Nach 2 Jahren an der sonnigen Costa del Sol, im Luxus-Badeort Marbella, lernte ich dann meine neue Freundin kennen. Eine in Spanien lebende Indonesierin, 15 Jahre jünger, ehemalige Miss Sulawesi. Leider stand sie auf genau solche Ego-Bolzen wie mich, halt so blauäugige Nordeuropäer mit eigenem Apartment in einem 5 Sterne-Resort in den Bergen. Auto tight, Uhr tight, Klamotten immer tight, alles super tight und Baby wir machen Malediven, ich muss da nur anrufen. Zwei Jahre ging diese Beziehung gut, eigentlich sogar nur ein Jahr, der Rest war aushalten. Aber muss sagen: ganz toller Sex, bis zuletzt. Unfassbar intensiv und auch sehr oft, hatte ich mir selbst gar nicht mehr so zugetraut.

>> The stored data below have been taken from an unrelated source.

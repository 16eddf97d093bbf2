//! Course completion certificates

use std::sync::Arc;

use chrono::Utc;
use sea_orm::{
    ActiveModelTrait, ColumnTrait, DatabaseConnection, EntityTrait, QueryFilter, QueryOrder, Set,
};
use serde::Serialize;
use tracing::info;

use super::email::{certificate_issued, EmailService};
use super::enrollment::find_enrollment;
use super::{load_course, load_user, new_id};
use crate::domain::certificate::verification_code;
use crate::domain::enrollment::EnrollmentStatus;
use crate::domain::Actor;
use crate::infrastructure::database::entities::{certificate, course, user};
use crate::shared::best_effort;
use crate::shared::errors::{DomainError, DomainResult};

#[derive(Debug, Clone, Serialize)]
pub struct IssuedCertificate {
    #[serde(flatten)]
    pub certificate: certificate::Model,
    pub already_issued: bool,
}

#[derive(Debug, Clone, Serialize)]
pub struct CertificateVerification {
    pub certificate: certificate::Model,
    pub course_title: String,
    pub student_name: String,
}

pub struct CertificateService {
    db: DatabaseConnection,
    email: Arc<EmailService>,
}

impl CertificateService {
    pub fn new(db: DatabaseConnection, email: Arc<EmailService>) -> Self {
        Self { db, email }
    }

    /// Issue a certificate for a completed course. Repeated calls return the first one.
    pub async fn issue(&self, actor: &Actor, course_id: &str) -> DomainResult<IssuedCertificate> {
        if let Some(existing) = self.find(&actor.user_id, course_id).await? {
            return Ok(IssuedCertificate {
                certificate: existing,
                already_issued: true,
            });
        }
        let completed = find_enrollment(&self.db, &actor.user_id, course_id)
            .await?
            .is_some_and(|e| e.status == EnrollmentStatus::Completed);
        if !completed {
            return Err(DomainError::validation("Course must be completed before a certificate is issued"));
        }
        let course = load_course(&self.db, course_id).await?;

        let issued_at = Utc::now();
        let created = certificate::ActiveModel {
            id: Set(new_id()),
            student_id: Set(actor.user_id.clone()),
            course_id: Set(course_id.to_string()),
            verification_code: Set(verification_code(&actor.user_id, course_id, issued_at)),
            issued_at: Set(issued_at),
            pdf_url: Set(None),
        }
        .insert(&self.db)
        .await?;
        info!(certificate_id = %created.id, course_id, student_id = %actor.user_id, "Certificate issued");

        if let Some(student) = best_effort("load_student", load_user(&self.db, &actor.user_id)).await {
            best_effort(
                "certificate_email",
                self.email.send(certificate_issued(
                    &student.email,
                    &student.username,
                    &course.title,
                    &created.verification_code,
                )),
            )
            .await;
        }
        Ok(IssuedCertificate {
            certificate: created,
            already_issued: false,
        })
    }

    /// Public lookup by verification code.
    pub async fn verify(&self, code: &str) -> DomainResult<CertificateVerification> {
        let code = code.trim().to_uppercase();
        let found = certificate::Entity::find()
            .filter(certificate::Column::VerificationCode.eq(&code))
            .one(&self.db)
            .await?
            .ok_or_else(|| DomainError::NotFound {
                entity: "Certificate",
                field: "verification_code",
                value: code.clone(),
            })?;
        let course_title = course::Entity::find_by_id(found.course_id.clone())
            .one(&self.db)
            .await?
            .map(|c| c.title)
            .unwrap_or_default();
        let student_name = user::Entity::find_by_id(found.student_id.clone())
            .one(&self.db)
            .await?
            .map(|u| u.username)
            .unwrap_or_default();
        Ok(CertificateVerification {
            certificate: found,
            course_title,
            student_name,
        })
    }

    pub async fn list_for_student(&self, student_id: &str) -> DomainResult<Vec<certificate::Model>> {
        Ok(certificate::Entity::find()
            .filter(certificate::Column::StudentId.eq(student_id))
            .order_by_desc(certificate::Column::IssuedAt)
            .all(&self.db)
            .await?)
    }

    async fn find(&self, student_id: &str, course_id: &str) -> DomainResult<Option<certificate::Model>> {
        Ok(certificate::Entity::find()
            .filter(certificate::Column::StudentId.eq(student_id))
            .filter(certificate::Column::CourseId.eq(course_id))
            .one(&self.db)
            .await?)
    }
}
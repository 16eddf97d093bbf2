//! Secondary side effects (emails, earnings, referral tracking, cache
//! invalidation) must never fail the primary operation.

use std::future::Future;

use tracing::warn;

/// Await `fut` and log its error instead of propagating it.
///
/// Returns the value on success so callers can still use it when present.
pub async fn best_effort<T, E, Fut>(action: &'static str, fut: Fut) -> Option<T>
where
    Fut: Future<Output = Result<T, E>>,
    E: std::fmt::Display,
{
    match fut.await {
        Ok(value) => Some(value),
        Err(e) => {
            warn!(action, error = %e, "Best-effort side effect failed");
            metrics::counter!("side_effect_failures_total", "action" => action).increment(1);
            None
        }
    }
}

#[cfg(test)]
mod tests {
    use super::*;

    #[tokio::test]
    async fn swallows_errors() {
        let out = best_effort("email", async { Err::<(), _>("smtp down") }).await;
        assert!(out.is_none());
    }

    #[tokio::test]
    async fn passes_values_through() {
        let out = best_effort("earnings", async { Ok::<_, String>(42) }).await;
        assert_eq!(out, Some(42));
    }
}
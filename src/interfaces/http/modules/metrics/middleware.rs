//! Records `http_requests_total{method,path,status}` and
//! `http_request_duration_seconds{method,path}`.
//!
//! `path` is the matched route template (`/api/v1/courses/{id}`), so ids do
//! not explode label cardinality.

use std::time::Instant;

use axum::{body::Body, extract::MatchedPath, http::Request, middleware::Next, response::Response};

pub async fn http_metrics_middleware(request: Request<Body>, next: Next) -> Response {
    let method = request.method().to_string();
    let path = request
        .extensions()
        .get::<MatchedPath>()
        .map(|mp| mp.as_str().to_string())
        .unwrap_or_else(|| "unmatched".to_string());

    let started = Instant::now();
    let response = next.run(request).await;
    let elapsed = started.elapsed().as_secs_f64();

    let status = response.status().as_u16().to_string();
    metrics::counter!("http_requests_total", "method" => method.clone(), "path" => path.clone(), "status" => status)
        .increment(1);
    metrics::histogram!("http_request_duration_seconds", "method" => method, "path" => path).record(elapsed);

    response
}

Tschüss Kiel, ich bin jetzt Spanier

Im September 2019 dann die Trennung. Fast zeitgleich verkaufte ich meine Wohnung in Kiel, ich hatte mich schon lange entschieden, die andalusische Sonnenküste zu meiner neuen Wahlheimat zu machen und auszuwandern. Mein Plan war es, mir von dem Geld der Kieler Wohnung eine Zweite hier unten zu kaufen, was ich innerhalb von nur zwei Monaten auch umsetzte. Und dann wollte ich in Ruhe überlegen, wie es weitergehen sollte. Ich hatte auf diesen ganzen Luxury-Influencer-Zirkus schon lange keine Lust mehr. Alles, was ich vor meinem „Erfolg“ an Oberflächlichkeit hasste, hatte ich nun fast 7 Jahre mitgemacht. Ich war plötzlich genau dieser Kasper, den ich Zeit meines Lebens verachtete. Fotostrecken hier, noch ein Advertorial da. Kein Inhalt mehr, keine Tiefe, alles vom Ego verschluckt. Schreibblockade sowieso, über was sollte ich denn noch berichten? Naja, ich denke, ich werde erstmal einen Podcast machen und dann… kam Corona.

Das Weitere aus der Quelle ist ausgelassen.